pub mod get;
pub mod plan;
pub mod start;
pub mod token;

use std::collections::BTreeMap;

use anyhow::{anyhow, Result};
use clap::Args;
use serde::{Deserialize, Serialize};

use crate::options::{Options, SpotAction, DEFAULT_IMAGE, DEFAULT_IMAGE_TAG, DEFAULT_PORT};

/// Options controlling how the Instance Metadata Mock is launched
#[derive(Args, Debug, Serialize, Deserialize)]
pub struct LaunchArgs {
  /// Name of the Instance Metadata Mock image
  #[arg(long, env = "IMDS_IMAGE", default_value = DEFAULT_IMAGE)]
  pub image: String,

  /// Version of the Instance Metadata Mock image
  #[arg(long, env = "IMDS_IMAGE_TAG", default_value = DEFAULT_IMAGE_TAG)]
  pub tag: String,

  /// Port on the host mapped to the mock
  #[arg(short, long, env = "IMDS_PORT", default_value_t = DEFAULT_PORT)]
  pub port: u16,

  /// Enforce IMDSv2, requiring a session token on every metadata request
  #[arg(long)]
  pub imdsv2: bool,

  /// Do not expose instance tags through the tags/instance category
  #[arg(long)]
  pub exclude_instance_tags: bool,

  /// Instance tag exposed through the tags/instance category (repeatable)
  #[arg(long = "instance-tag", value_name = "KEY=VALUE", value_parser = parse_key_value)]
  pub instance_tags: Vec<(String, String)>,

  /// Pretty print any JSON response
  #[arg(long)]
  pub pretty: bool,

  /// Simulate a spot instance and its interruption notice
  #[arg(long)]
  pub spot: bool,

  /// Type and delay of the spot interruption notice (i.e. - stop=200ms, hibernate=1m30s)
  ///
  /// Supported actions are terminate, stop and hibernate. Defaults to terminate=0s
  #[arg(long, value_name = "ACTION=DELAY", requires = "spot")]
  pub spot_action: Option<SpotAction>,
}

impl From<&LaunchArgs> for Options {
  fn from(args: &LaunchArgs) -> Self {
    Options {
      image: args.image.to_owned(),
      image_tag: args.tag.to_owned(),
      port: args.port,
      imdsv2: args.imdsv2,
      exclude_instance_tags: args.exclude_instance_tags,
      instance_tags: args.instance_tags.iter().cloned().collect::<BTreeMap<_, _>>(),
      pretty: args.pretty,
      spot: args.spot,
      spot_action: args.spot_action.unwrap_or_default(),
    }
  }
}

fn parse_key_value(s: &str) -> Result<(String, String)> {
  match s.split_once('=') {
    Some(("", _)) => Err(anyhow!("Invalid KEY=VALUE: key cannot be empty in `{s}`")),
    Some((key, value)) => Ok((key.to_string(), value.to_string())),
    None => Err(anyhow!("Invalid KEY=VALUE: no `=` found in `{s}`")),
  }
}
------------------------------------------------
▶ [Task details]: If a line of the entries holds the word "Invalid", copy it out.

▶ [Final answer]:
    Some(("", _)) => Err(anyhow!("Invalid KEY=VALUE: key cannot be empty in `{s}`")),
    None => Err(anyhow!("Invalid KEY=VALUE: no `=` found in `{s}`")),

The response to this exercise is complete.